Jones is a prose poet. He makes the Sand Hills live and breathe right there on the page. An excellent, deeply-felt homage to one of America's little-known (thankfully?)great natural treasures.
Through his eyes, we visit and experience a landscape of beauty, solitute, history and rich wildlife. It is, in turns, thought provoking, humourous, enlightening, yet never preachy. Steve is most respectful of the current private owners of these lands, and integrates their ongoing stewardship into well reasoned suggestions to insure the long-term integrity of this fecund habitat for posterity.

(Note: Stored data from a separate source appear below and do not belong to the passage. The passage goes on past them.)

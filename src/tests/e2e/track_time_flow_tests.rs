// End to end flows through the tracker with the in memory timesheet store.
//
// Time runs on tokio's paused clock; RuntimeClock follows it so that ticks and
// elapsed time advance together.

use crate::modules::time_tracking::adapters::outbound::timesheet_store_in_memory::InMemoryTimesheetStore;
use crate::modules::time_tracking::core::events::TimesheetSaved;
use crate::modules::time_tracking::core::session::{TimedSubject, TimerStatus};
use crate::modules::time_tracking::use_cases::list_timesheet_entries::queries_port::TimesheetQueries;
use crate::modules::time_tracking::use_cases::submit_timesheet_entry::decision::DecideError;
use crate::modules::time_tracking::use_cases::track_time::handler::{
    StopOutcome, TimeTracker, TrackerSettings,
};
use crate::shared::core::clock::{Clock, EntryDateConvention};
use crate::shared::infrastructure::tick_scheduler::DEFAULT_TICK_INTERVAL;
use crate::tests::fixtures::clock::{ManualClock, RuntimeClock};
use crate::tests::fixtures::observer::RecordingObserver;
use std::sync::Arc;
use std::time::Duration;
use tokio::time::sleep;

const T0: i64 = 1_700_000_000_000;

fn tracker_with<TClock: Clock + 'static>(
    clock: Arc<TClock>,
    store: Arc<InMemoryTimesheetStore>,
    observer: Arc<RecordingObserver>,
) -> TimeTracker<TClock, InMemoryTimesheetStore> {
    TimeTracker::new(
        "user-fixed-0001",
        TimedSubject::new("project-0001", None),
        clock,
        store,
        observer,
        TrackerSettings {
            tick_interval: DEFAULT_TICK_INTERVAL,
            date_convention: EntryDateConvention::Utc,
        },
    )
}

#[tokio::test(start_paused = true)]
async fn it_should_never_accrue_time_while_paused() {
    let store = Arc::new(InMemoryTimesheetStore::new());
    let observer = Arc::new(RecordingObserver::default());
    let tracker = tracker_with(
        Arc::new(RuntimeClock::starting_at(T0)),
        store.clone(),
        observer.clone(),
    );

    tracker.start();
    sleep(Duration::from_secs(1_800)).await;
    tracker.pause();
    sleep(Duration::from_secs(900)).await;
    assert_eq!(tracker.elapsed(), 1_800);
    tracker.resume();
    sleep(Duration::from_secs(1_800)).await;

    let outcome = tracker.stop().await.expect("stop failed");
    match outcome {
        StopOutcome::Saved(saved) => {
            assert!(saved.elapsed_seconds.abs_diff(3_600) <= 1);
            assert_eq!(saved.hours, 1.0);
        }
        other => panic!("unexpected outcome: {other:?}"),
    }
    assert_eq!(
        store
            .list_by_user_id("user-fixed-0001", 0, 10, true)
            .await
            .unwrap()
            .len(),
        1
    );
}

#[tokio::test(start_paused = true)]
async fn it_should_keep_one_interval_and_the_elapsed_time_on_a_double_start() {
    let observer = Arc::new(RecordingObserver::default());
    let tracker = tracker_with(
        Arc::new(RuntimeClock::starting_at(T0)),
        Arc::new(InMemoryTimesheetStore::new()),
        observer.clone(),
    );

    tracker.start();
    sleep(Duration::from_millis(1_500)).await;
    tracker.start();
    sleep(Duration::from_millis(2_200)).await;

    assert_eq!(observer.ticks(), vec![1, 2, 3]);
    assert_eq!(tracker.elapsed(), 3);
}

#[tokio::test(start_paused = true)]
async fn it_should_publish_ticks_and_freeze_them_while_paused() {
    let observer = Arc::new(RecordingObserver::default());
    let tracker = tracker_with(
        Arc::new(RuntimeClock::starting_at(T0)),
        Arc::new(InMemoryTimesheetStore::new()),
        observer.clone(),
    );

    tracker.start();
    sleep(Duration::from_millis(2_500)).await;
    tracker.pause();
    sleep(Duration::from_secs(10)).await;
    assert_eq!(observer.ticks(), vec![1, 2]);

    tracker.resume();
    sleep(Duration::from_millis(1_200)).await;
    assert_eq!(observer.ticks(), vec![1, 2, 3]);
}

#[tokio::test(start_paused = true)]
async fn it_should_stop_ticking_once_the_tracker_is_dropped() {
    let observer = Arc::new(RecordingObserver::default());
    {
        let tracker = tracker_with(
            Arc::new(RuntimeClock::starting_at(T0)),
            Arc::new(InMemoryTimesheetStore::new()),
            observer.clone(),
        );
        tracker.start();
        sleep(Duration::from_millis(1_500)).await;
    }
    sleep(Duration::from_secs(10)).await;
    assert_eq!(observer.ticks(), vec![1]);
}

#[tokio::test(start_paused = true)]
async fn it_should_never_report_negative_time_when_the_clock_goes_back() {
    let clock = Arc::new(ManualClock::at(T0));
    let tracker = tracker_with(
        clock.clone(),
        Arc::new(InMemoryTimesheetStore::new()),
        Arc::new(RecordingObserver::default()),
    );

    tracker.start();
    clock.advance_secs(10);
    assert_eq!(tracker.elapsed(), 10);
    clock.rewind_secs(3_600);
    assert_eq!(tracker.elapsed(), 0);
    assert_eq!(tracker.status(), TimerStatus::Running);
}

#[tokio::test(start_paused = true)]
async fn it_should_submit_nothing_on_an_immediate_stop() {
    let store = Arc::new(InMemoryTimesheetStore::new());
    let tracker = tracker_with(
        Arc::new(ManualClock::at(T0)),
        store.clone(),
        Arc::new(RecordingObserver::default()),
    );

    tracker.start();
    assert_eq!(
        tracker.stop().await,
        Ok(StopOutcome::Skipped {
            elapsed_seconds: 0,
            reason: DecideError::NothingTracked,
        })
    );
    assert_eq!(store.create_calls(), 0);
}

#[tokio::test(start_paused = true)]
async fn it_should_round_submitted_hours_to_two_decimals() {
    let clock = Arc::new(ManualClock::at(T0));
    let observer = Arc::new(RecordingObserver::default());
    let tracker = tracker_with(
        clock.clone(),
        Arc::new(InMemoryTimesheetStore::new()),
        observer.clone(),
    );

    tracker.start();
    clock.advance_secs(125);
    tracker.stop().await.expect("stop failed");

    tracker.start();
    clock.advance_secs(3_600);
    tracker.stop().await.expect("stop failed");

    assert_eq!(
        observer.saved(),
        vec![
            TimesheetSaved {
                project_id: "project-0001".into(),
                task_id: None,
                hours: 0.03,
                elapsed_seconds: 125,
            },
            TimesheetSaved {
                project_id: "project-0001".into(),
                task_id: None,
                hours: 1.0,
                elapsed_seconds: 3_600,
            },
        ]
    );
}

#[tokio::test(start_paused = true)]
async fn it_should_track_only_running_intervals_across_pause_and_resume() {
    let clock = Arc::new(ManualClock::at(T0));
    let observer = Arc::new(RecordingObserver::default());
    let tracker = tracker_with(
        clock.clone(),
        Arc::new(InMemoryTimesheetStore::new()),
        observer.clone(),
    );

    tracker.start();
    clock.advance_secs(10);
    tracker.pause();
    clock.advance_secs(10);
    tracker.resume();
    clock.advance_secs(10);
    let outcome = tracker.stop().await.expect("stop failed");

    assert_eq!(observer.stopped()[0].elapsed_seconds, 20);
    assert_eq!(
        outcome,
        StopOutcome::Saved(TimesheetSaved {
            project_id: "project-0001".into(),
            task_id: None,
            hours: 0.01,
            elapsed_seconds: 20,
        })
    );
}

#[tokio::test(start_paused = true)]
async fn it_should_skip_a_session_too_short_for_hour_resolution() {
    let clock = Arc::new(ManualClock::at(T0));
    let store = Arc::new(InMemoryTimesheetStore::new());
    let tracker = tracker_with(clock.clone(), store.clone(), Arc::default());

    tracker.start();
    clock.advance_secs(17);
    let outcome = tracker.stop().await.expect("stop failed");

    assert_eq!(
        outcome,
        StopOutcome::Skipped {
            elapsed_seconds: 17,
            reason: DecideError::BelowHourResolution {
                elapsed_seconds: 17
            },
        }
    );
    assert_eq!(store.create_calls(), 0);
}
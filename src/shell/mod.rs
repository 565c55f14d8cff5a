// Composition root for the time_tracking bounded context.
//
// Responsibilities
// - Read config from environment.
// - Pick the timesheet store implementation.
// - Wire the timer registry and queries into the HTTP and GraphQL surfaces.

pub mod config;
pub mod graphql;
pub mod http;
pub mod state;
use chrono::NaiveDate;
use serde::{Deserialize, Serialize};

/// Hours worked on a project (and optionally a task) on one calendar day, in
/// the shape the time-entry storage accepts.
#[derive(Debug, Clone, PartialEq, Serialize, Deserialize)]
pub struct TimesheetEntry {
    pub user_id: String,
    pub project_id: String,
    #[serde(default, skip_serializing_if = "Option::is_none")]
    pub task_id: Option<String>,
    pub date: NaiveDate,
    pub hours: f64,
    #[serde(default, skip_serializing_if = "Option::is_none")]
    pub description: Option<String>,
}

It is an area that has captivated and inspired travelers, philosophers, and artists for centuries. Long celebrated as one of the most visually stunning regions of the American landscape, it is also one of the most historically significant. And now, this vast, 25,000-square-mile expanse known as the Nebraska Sandhills is brought to life with passion, perspective, and ecological timeliness in an unforgettable collection by Stephen Jones.
The Last Prairie is an extraordinary triumph of the essayist's art. By turns graceful and penetrating, introspective and universal, ruminative and prescient, the 20 essays in The Last Prairie embodies the essence of Sandhills life. Jones delivers a series of riveting accounts of the Sandhills, flora and fauna, wildlife, and rich cultural history. Fascinating descriptions of bald eagles, trumpeter swans, and the annual migratory flight of a half-million sandhill cranes stand alongside equally vivid accounts of trailblazing homesteaders, range wars, and devastating prairie fires. Jones speaks eloquently to such timeless themes as humanity's search for community and the ties that bind man and nature.